- **Given data**:
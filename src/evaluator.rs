use crate::ast::{Block, Expr, InfixOp, PrefixOp, Program, Stmt};
use crate::builtins::{BuiltinRegistry, BuiltinResolver, HostValue, InputFn, InputFuture, OutputFn};
use crate::debugger::{Checkpoint, DebugSession, Stepper};
use crate::environment::{Environment, Function};
use crate::value::{Builtin, Value};
use std::cell::Cell;
use std::future::Future;
use std::pin::Pin;
use std::rc::Rc;
use std::task::{Context, Poll};

/// Boxed so the statement/expression/call recursion has a finite future type.
pub type EvalFuture<'a> = Pin<Box<dyn Future<Output = Value> + 'a>>;

/// Nested user function calls allowed before a call fails with
/// `maximum call depth exceeded`.
pub const MAX_CALL_DEPTH: usize = 1000;

/// Grow the stack when less than this remains before polling a statement.
const RED_ZONE: usize = 100 * 1024;

/// Size of each stack segment `stacker` allocates.
const STACK_PER_SEGMENT: usize = 1024 * 1024;

/// Polls a statement on a fresh stack segment when the current one runs low.
/// Every language-level call passes through a statement, so nested calls
/// never exhaust the native stack before the depth limit is reached.
struct StackSafe<'a>(EvalFuture<'a>);

impl Future for StackSafe<'_> {
    type Output = Value;

    fn poll(mut self: Pin<&mut Self>, cx: &mut Context<'_>) -> Poll<Value> {
        let inner = &mut self.0;
        stacker::maybe_grow(RED_ZONE, STACK_PER_SEGMENT, || inner.as_mut().poll(cx))
    }
}

/// One active user function call; leaving it, by return or by the future
/// being dropped, pops the depth again.
struct CallFrame(Rc<Cell<usize>>);

impl CallFrame {
    fn enter(depth: &Rc<Cell<usize>>) -> Self {
        depth.set(depth.get() + 1);
        CallFrame(depth.clone())
    }
}

impl Drop for CallFrame {
    fn drop(&mut self) {
        self.0.set(self.0.get().saturating_sub(1));
    }
}

enum Callee {
    User(Rc<Function>),
    Builtin(Builtin),
}

/// Tree-walking interpreter. The same code path serves run-to-completion
/// ([`Evaluator::eval_program`]) and stepping ([`Evaluator::debug`]); the
/// only difference is whether a stepper is installed to receive checkpoints.
pub struct Evaluator {
    output: OutputFn,
    input: InputFn,
    builtins: BuiltinRegistry,
    call_depth: Rc<Cell<usize>>,
    max_call_depth: usize,
    pub(crate) stepper: Option<Stepper>,
}

impl Default for Evaluator {
    fn default() -> Self {
        Self::new()
    }
}
use crate::ast::Block;
use crate::value::Value;
use std::cell::RefCell;
use std::collections::HashMap;
use std::rc::Rc;
use thiserror::Error;

/// A user function as declared by `func`.
#[derive(Debug, Clone)]
pub struct Function {
    pub name: String,
    pub parameters: Rc<[String]>,
    pub body: Rc<Block>,
}

#[derive(Debug, Clone, PartialEq, Eq, Error)]
pub enum AssignError {
    #[error("{name} is not found")]
    NotFound { name: String },
    #[error("type mismatch: got={got}, expected={expected}")]
    TypeMismatch {
        got: &'static str,
        expected: &'static str,
    },
}

#[derive(Debug, Default)]
struct Frame {
    bindings: HashMap<String, Value>,
    functions: HashMap<String, Rc<Function>>,
    outer: Option<Environment>,
}

/// Handle to one scope frame. Cloning the handle shares the frame, so a
/// debugger holding one observes later mutations.
///
/// Frames only point outward, so the chain is a tree and never forms a cycle;
/// a child frame is released as soon as the construct that created it is done.
#[derive(Debug, Clone, Default)]
pub struct Environment(Rc<RefCell<Frame>>);

impl Environment {
    pub fn new() -> Self {
        Self::default()
    }

    /// Fresh child scope whose lookups fall through to `self`.
    pub fn enclosed(&self) -> Self {
        Self(Rc::new(RefCell::new(Frame {
            outer: Some(self.clone()),
            ..Frame::default()
        })))
    }

    pub fn outer(&self) -> Option<Environment> {
        self.0.borrow().outer.clone()
    }

    /// Number of frames between this one and the root.
    pub fn depth(&self) -> usize {
        let mut depth = 0;
        let mut current = self.outer();
        while let Some(env) = current {
            depth += 1;
            current = env.outer();
        }
        depth
    }

    pub fn ptr_eq(&self, other: &Environment) -> bool {
        Rc::ptr_eq(&self.0, &other.0)
    }

    pub fn get(&self, name: &str) -> Option<Value> {
        let mut current = Some(self.clone());
        while let Some(env) = current {
            let frame = env.0.borrow();
            if let Some(value) = frame.bindings.get(name) {
                return Some(value.clone());
            }
            current = frame.outer.clone();
        }
        None
    }

    /// Declare in this frame, shadowing any outer binding of the same name.
    pub fn set(&self, name: &str, value: Value) {
        self.0.borrow_mut().bindings.insert(name.to_string(), value);
    }

    /// Mutate the nearest existing binding. A slot holding `Null` accepts any
    /// value; otherwise the new value must carry the same tag.
    pub fn update(&self, name: &str, value: Value) -> Result<(), AssignError> {
        let mut current = Some(self.clone());
        while let Some(env) = current {
            let mut frame = env.0.borrow_mut();
            if let Some(slot) = frame.bindings.get_mut(name) {
                if !matches!(slot, Value::Null) && slot.type_name() != value.type_name() {
                    return Err(AssignError::TypeMismatch {
                        got: value.type_name(),
                        expected: slot.type_name(),
                    });
                }
                *slot = value;
                return Ok(());
            }
            current = frame.outer.clone();
        }

        Err(AssignError::NotFound {
            name: name.to_string(),
        })
    }

    pub fn define_function(&self, function: Function) {
        self.0
            .borrow_mut()
            .functions
            .insert(function.name.clone(), Rc::new(function));
    }

    pub fn function(&self, name: &str) -> Option<Rc<Function>> {
        let mut current = Some(self.clone());
        while let Some(env) = current {
            let frame = env.0.borrow();
            if let Some(function) = frame.functions.get(name) {
                return Some(function.clone());
            }
            current = frame.outer.clone();
        }
        None
    }

    /// Bindings of this frame only, sorted by name.
    pub fn bindings(&self) -> Vec<(String, Value)> {
        let mut bindings: Vec<_> = self
            .0
            .borrow()
            .bindings
            .iter()
            .map(|(name, value)| (name.clone(), value.clone()))
            .collect();
        bindings.sort_by(|a, b| a.0.cmp(&b.0));
        bindings
    }

    /// Every binding reachable from this frame, inner frames shadowing outer
    /// ones, sorted by name.
    pub fn visible_bindings(&self) -> Vec<(String, Value)> {
        let mut seen: HashMap<String, Value> = HashMap::new();
        let mut current = Some(self.clone());
        while let Some(env) = current {
            for (name, value) in env.bindings() {
                seen.entry(name).or_insert(value);
            }
            current = env.outer();
        }

        let mut bindings: Vec<_> = seen.into_iter().collect();
        bindings.sort_by(|a, b| a.0.cmp(&b.0));
        bindings
    }
}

- **Task requirements**:
Within the entries above, how many lines hold the string "TypeMismatch"? State the number with no other words.

- **The answer**:
2